- Buğday için olmayacak tohumlar ektiniz, o Hak Resulünü terk ettiniz.
- بهر گندم تخم باطل کاشتید ** و آن رسول حق را بگذاشتید
- Onun sohbeti oyundan da hayırlıdır, maldan da. Hele bir gör, kimi bıraktın. Gözünü ov da bak!
- صحبت او خیر من لهوست و مال ** بین کرا بگذاشتی چشمی بمال
- Hırsınızın yüzünden şunu yakînen bilmediniz mi ki rızık verici benim, rızık verenlerin hayırlısı benim.
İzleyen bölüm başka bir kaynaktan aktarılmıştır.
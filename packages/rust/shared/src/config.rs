//! Application configuration for Waymark.
//!
//! User config lives at `~/.waymark/waymark.toml`.
//! CLI flags override config file values, which override defaults.

use std::path::{Path, PathBuf};

use serde::{Deserialize, Serialize};

use crate::error::{Result, WaymarkError};

/// Default configuration file name.
const CONFIG_FILE_NAME: &str = "waymark.toml";

/// Default config directory name under the user's home.
const CONFIG_DIR_NAME: &str = ".waymark";

// ---------------------------------------------------------------------------
// Config structs (matching waymark.toml schema)
// ---------------------------------------------------------------------------

/// Top-level application config, deserialized from TOML.
#[derive(Debug, Clone, Default, Serialize, Deserialize)]
pub struct AppConfig {
    /// Global defaults.
    #[serde(default)]
    pub defaults: DefaultsConfig,

    /// Upstream provider endpoints and credentials.
    #[serde(default)]
    pub providers: ProvidersConfig,

    /// Monthly call budgets for quota-gated services.
    #[serde(default)]
    pub quota: QuotaConfig,

    /// TTLs for the gateway cache.
    #[serde(default)]
    pub cache: CacheConfig,

    /// Pipeline thresholds and limits.
    #[serde(default)]
    pub pipeline: PipelineConfig,

    /// Attribution selection policy.
    #[serde(default)]
    pub attribution: AttributionConfig,
}

/// `[defaults]` section.
#[derive(Debug, Clone, Serialize, Deserialize)]
pub struct DefaultsConfig {
    /// Path to the local database file.
    #[serde(default = "default_db_path")]
    pub db_path: String,

    /// Target language for synthesized checklists.
    #[serde(default = "default_language")]
    pub language: String,
}

impl Default for DefaultsConfig {
    fn default() -> Self {
        Self {
            db_path: default_db_path(),
            language: default_language(),
        }
    }
}

fn default_db_path() -> String {
    "~/.waymark/waymark.db".into()
}
fn default_language() -> String {
    "en".into()
}

/// `[providers]` section.
#[derive(Debug, Clone, Default, Serialize, Deserialize)]
pub struct ProvidersConfig {
    #[serde(default)]
    pub research: ResearchProviderConfig,
    #[serde(default)]
    pub synthesis: SynthesisProviderConfig,
    #[serde(default)]
    pub embedding: EmbeddingProviderConfig,
}

/// `[providers.research]` section — web search + page scraping.
#[derive(Debug, Clone, Serialize, Deserialize)]
pub struct ResearchProviderConfig {
    /// Name of the env var holding the search API key (never the key itself).
    #[serde(default = "default_search_api_key_env")]
    pub search_api_key_env: String,

    /// Search endpoint URL.
    #[serde(default = "default_search_url")]
    pub search_url: String,

    /// Name of the env var holding the scrape API key.
    #[serde(default = "default_scrape_api_key_env")]
    pub scrape_api_key_env: String,

    /// Scrape endpoint URL.
    #[serde(default = "default_scrape_url")]
    pub scrape_url: String,

    /// Maximum search results requested per query.
    #[serde(default = "default_max_results")]
    pub max_results: u32,

    /// Per-request timeout in milliseconds.
    #[serde(default = "default_timeout_ms")]
    pub timeout_ms: u64,
}

impl Default for ResearchProviderConfig {
    fn default() -> Self {
        Self {
            search_api_key_env: default_search_api_key_env(),
            search_url: default_search_url(),
            scrape_api_key_env: default_scrape_api_key_env(),
            scrape_url: default_scrape_url(),
            max_results: default_max_results(),
            timeout_ms: default_timeout_ms(),
        }
    }
}

fn default_search_api_key_env() -> String {
    "TAVILY_API_KEY".into()
}
fn default_search_url() -> String {
    "https://api.tavily.com/search".into()
}
fn default_scrape_api_key_env() -> String {
    "FIRECRAWL_API_KEY".into()
}
fn default_scrape_url() -> String {
    "https://api.firecrawl.dev/v1/scrape".into()
}
fn default_max_results() -> u32 {
    5
}
fn default_timeout_ms() -> u64 {
    30_000
}

/// `[providers.synthesis]` section — chat-completions style LLM endpoint.
#[derive(Debug, Clone, Serialize, Deserialize)]
pub struct SynthesisProviderConfig {
    #[serde(default = "default_synthesis_api_key_env")]
    pub api_key_env: String,

    /// Chat completions endpoint URL.
    #[serde(default = "default_synthesis_url")]
    pub url: String,

    #[serde(default = "default_synthesis_model")]
    pub model: String,

    #[serde(default = "default_synthesis_timeout_ms")]
    pub timeout_ms: u64,
}

impl Default for SynthesisProviderConfig {
    fn default() -> Self {
        Self {
            api_key_env: default_synthesis_api_key_env(),
            url: default_synthesis_url(),
            model: default_synthesis_model(),
            timeout_ms: default_synthesis_timeout_ms(),
        }
    }
}

fn default_synthesis_api_key_env() -> String {
    "OPENROUTER_API_KEY".into()
}
fn default_synthesis_url() -> String {
    "https://openrouter.ai/api/v1/chat/completions".into()
}
fn default_synthesis_model() -> String {
    "moonshotai/kimi-k2.5".into()
}
fn default_synthesis_timeout_ms() -> u64 {
    120_000
}

/// `[providers.embedding]` section.
#[derive(Debug, Clone, Serialize, Deserialize)]
pub struct EmbeddingProviderConfig {
    #[serde(default = "default_embedding_api_key_env")]
    pub api_key_env: String,

    /// Embeddings endpoint URL.
    #[serde(default = "default_embedding_url")]
    pub url: String,

    #[serde(default = "default_embedding_model")]
    pub model: String,

    /// Fixed dimensionality every stored vector must have.
    #[serde(default = "default_embedding_dimensions")]
    pub dimensions: usize,

    #[serde(default = "default_timeout_ms")]
    pub timeout_ms: u64,
}

impl Default for EmbeddingProviderConfig {
    fn default() -> Self {
        Self {
            api_key_env: default_embedding_api_key_env(),
            url: default_embedding_url(),
            model: default_embedding_model(),
            dimensions: default_embedding_dimensions(),
            timeout_ms: default_timeout_ms(),
        }
    }
}

fn default_embedding_api_key_env() -> String {
    "VOYAGE_API_KEY".into()
}
fn default_embedding_url() -> String {
    "https://api.voyageai.com/v1/embeddings".into()
}
fn default_embedding_model() -> String {
    "voyage-3".into()
}
fn default_embedding_dimensions() -> usize {
    1024
}

/// `[quota]` section — monthly budgets per external service.
#[derive(Debug, Clone, Serialize, Deserialize)]
pub struct QuotaConfig {
    /// Monthly budget for web search calls.
    #[serde(default = "default_search_quota")]
    pub search_monthly: u32,

    /// Monthly budget for page scrape calls.
    #[serde(default = "default_scrape_quota")]
    pub scrape_monthly: u32,
}

impl Default for QuotaConfig {
    fn default() -> Self {
        Self {
            search_monthly: default_search_quota(),
            scrape_monthly: default_scrape_quota(),
        }
    }
}

fn default_search_quota() -> u32 {
    50
}
fn default_scrape_quota() -> u32 {
    200
}

/// `[cache]` section.
#[derive(Debug, Clone, Serialize, Deserialize)]
pub struct CacheConfig {
    /// TTL for slowly-changing reference data, in days.
    #[serde(default = "default_reference_ttl_days")]
    pub reference_ttl_days: u32,
}

impl Default for CacheConfig {
    fn default() -> Self {
        Self {
            reference_ttl_days: default_reference_ttl_days(),
        }
    }
}

fn default_reference_ttl_days() -> u32 {
    7
}

/// `[pipeline]` section.
#[derive(Debug, Clone, Serialize, Deserialize)]
pub struct PipelineConfig {
    /// A corridor researched longer ago than this is stale.
    #[serde(default = "default_freshness_days")]
    pub freshness_days: u32,

    /// How long ingested content is retained before the sweep deletes it.
    #[serde(default = "default_retention_days")]
    pub retention_days: u32,

    /// Maximum corridors refreshed per sweep run.
    #[serde(default = "default_sweep_batch")]
    pub sweep_batch: u32,

    /// Pause between corridors within a sweep, in seconds.
    #[serde(default = "default_sweep_pause_secs")]
    pub sweep_pause_secs: u64,

    /// Top-K for retrieval queries.
    #[serde(default = "default_retrieval_limit")]
    pub retrieval_limit: usize,

    /// Below this many corridor-scoped hits, retrieval falls back to a
    /// global search.
    #[serde(default = "default_min_results")]
    pub min_results: usize,

    /// Research text handed to synthesis is truncated past this many chars.
    #[serde(default = "default_synthesis_char_cap")]
    pub synthesis_char_cap: usize,
}

impl Default for PipelineConfig {
    fn default() -> Self {
        Self {
            freshness_days: default_freshness_days(),
            retention_days: default_retention_days(),
            sweep_batch: default_sweep_batch(),
            sweep_pause_secs: default_sweep_pause_secs(),
            retrieval_limit: default_retrieval_limit(),
            min_results: default_min_results(),
            synthesis_char_cap: default_synthesis_char_cap(),
        }
    }
}

fn default_freshness_days() -> u32 {
    30
}
fn default_retention_days() -> u32 {
    30
}
fn default_sweep_batch() -> u32 {
    3
}
fn default_sweep_pause_secs() -> u64 {
    5
}
fn default_retrieval_limit() -> usize {
    10
}
fn default_min_results() -> usize {
    3
}
fn default_synthesis_char_cap() -> usize {
    100_000
}

/// `[attribution]` section.
#[derive(Debug, Clone, Serialize, Deserialize)]
pub struct AttributionConfig {
    /// When merging duplicate attributions, surface the maximum engagement
    /// seen across all candidates instead of the winner's own count.
    #[serde(default = "default_surface_max_engagement")]
    pub surface_max_engagement: bool,
}

impl Default for AttributionConfig {
    fn default() -> Self {
        Self {
            surface_max_engagement: default_surface_max_engagement(),
        }
    }
}

fn default_surface_max_engagement() -> bool {
    true
}

// ---------------------------------------------------------------------------
// Loading
// ---------------------------------------------------------------------------

/// Directory holding the config file (`~/.waymark`).
pub fn config_dir() -> Result<PathBuf> {
    dirs::home_dir()
        .map(|home| home.join(CONFIG_DIR_NAME))
        .ok_or_else(|| WaymarkError::config("could not determine home directory"))
}

/// Full path to the config file.
pub fn config_file_path() -> Result<PathBuf> {
    Ok(config_dir()?.join(CONFIG_FILE_NAME))
}

/// Load config from the default location, falling back to defaults when
/// the file does not exist.
pub fn load_config() -> Result<AppConfig> {
    let path = config_file_path()?;
    if path.exists() {
        load_config_from(&path)
    } else {
        Ok(AppConfig::default())
    }
}

/// Load config from an explicit path.
pub fn load_config_from(path: &Path) -> Result<AppConfig> {
    let raw = std::fs::read_to_string(path).map_err(|e| WaymarkError::io(path, e))?;
    toml::from_str(&raw)
        .map_err(|e| WaymarkError::config(format!("failed to parse {}: {e}", path.display())))
}

/// Write a default config file if none exists yet. Returns the path.
pub fn init_config() -> Result<PathBuf> {
    let dir = config_dir()?;
    std::fs::create_dir_all(&dir).map_err(|e| WaymarkError::io(&dir, e))?;

    let path = dir.join(CONFIG_FILE_NAME);
    if !path.exists() {
        let rendered = toml::to_string_pretty(&AppConfig::default())
            .map_err(|e| WaymarkError::config(format!("failed to render defaults: {e}")))?;
        std::fs::write(&path, rendered).map_err(|e| WaymarkError::io(&path, e))?;
    }
    Ok(path)
}

/// Read an API key from the environment variable named in config.
pub fn resolve_api_key(env_name: &str) -> Result<String> {
    std::env::var(env_name).map_err(|_| {
        WaymarkError::config(format!("environment variable {env_name} is not set"))
    })
}

/// Expand a leading `~/` against the user's home directory.
pub fn expand_home(path: &str) -> PathBuf {
    if let Some(rest) = path.strip_prefix("~/") {
        if let Some(home) = dirs::home_dir() {
            return home.join(rest);
        }
    }
    PathBuf::from(path)
}

#[cfg(test)]
mod tests {
    use super::*;

    #[test]
    fn defaults_are_sane() {
        let cfg = AppConfig::default();
        assert_eq!(cfg.pipeline.freshness_days, 30);
        assert_eq!(cfg.pipeline.retention_days, 30);
        assert_eq!(cfg.cache.reference_ttl_days, 7);
        assert_eq!(cfg.quota.search_monthly, 50);
        assert_eq!(cfg.providers.embedding.dimensions, 1024);
        assert!(cfg.attribution.surface_max_engagement);
    }

    #[test]
    fn partial_toml_fills_defaults() {
        let cfg: AppConfig = toml::from_str(
            r#"
            [pipeline]
            freshness_days = 7

            [providers.embedding]
            dimensions = 256
            "#,
        )
        .expect("parse partial config");
        assert_eq!(cfg.pipeline.freshness_days, 7);
        assert_eq!(cfg.pipeline.sweep_batch, 3);
        assert_eq!(cfg.providers.embedding.dimensions, 256);
        assert_eq!(cfg.providers.synthesis.timeout_ms, 120_000);
    }

    #[test]
    fn default_config_roundtrips_through_toml() {
        let rendered = toml::to_string_pretty(&AppConfig::default()).expect("render");
        let parsed: AppConfig = toml::from_str(&rendered).expect("reparse");
        assert_eq!(parsed.quota.scrape_monthly, 200);
    }
}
- خود نشد حرص شما را این یقین ** که منم رزاق و خیر الرازقین
- Buğdaya güneşle rızık veren Allah, senin ona dayanmanı nasıl olur da zayi eder? 430
- آنک گندم را ز خود روزی دهد ** کی توکلهات را ضایع نهد
- Buğday için, gökyüzünden buğday gönderenden ayrıldın ha!
- از پی گندم جدا گشتی از آن ** که فرستادست گندم ز آسمان
- Doğanın kazları ovaya çağırması
- دعوت باز بطان را از آب به صحرا
- Doğan, Kaza “Sudan çık da şekerler akan ovaları bir gör” dedi.
- باز گوید بط را کز آب خیز ** تا ببینی دشتها را قندریز
- Akıllı kaz dedi ki: “Ey sudan uzakta kalmış doğan, su bizim kalemizdir, huzurumuzdur, neşemizdir.”
- بط عاقل گویدش ای باز دور ** آب ما را حصن و امنست و سرور
- Şeytan da doğan gibidir. Kazlar, koşun, kendinize gelin, su kalesinden dışarıya az çıkın.
- دیو چون باز آمد ای بطان شتاب ** هین به بیرون کم روید از حصن آب
- Doğana deyin ki: “Haydi yürü yürü, dön geri. Ey aşağılık adam, başımızdan el çek. 435
- باز را گویند رو رو باز گرد ** از سر ما دست دار ای پایمرد
- Biz senin davetinden uzağız, bu davet senin olsun. Biz senin şu nefesini içmeyiz bile a kâfir!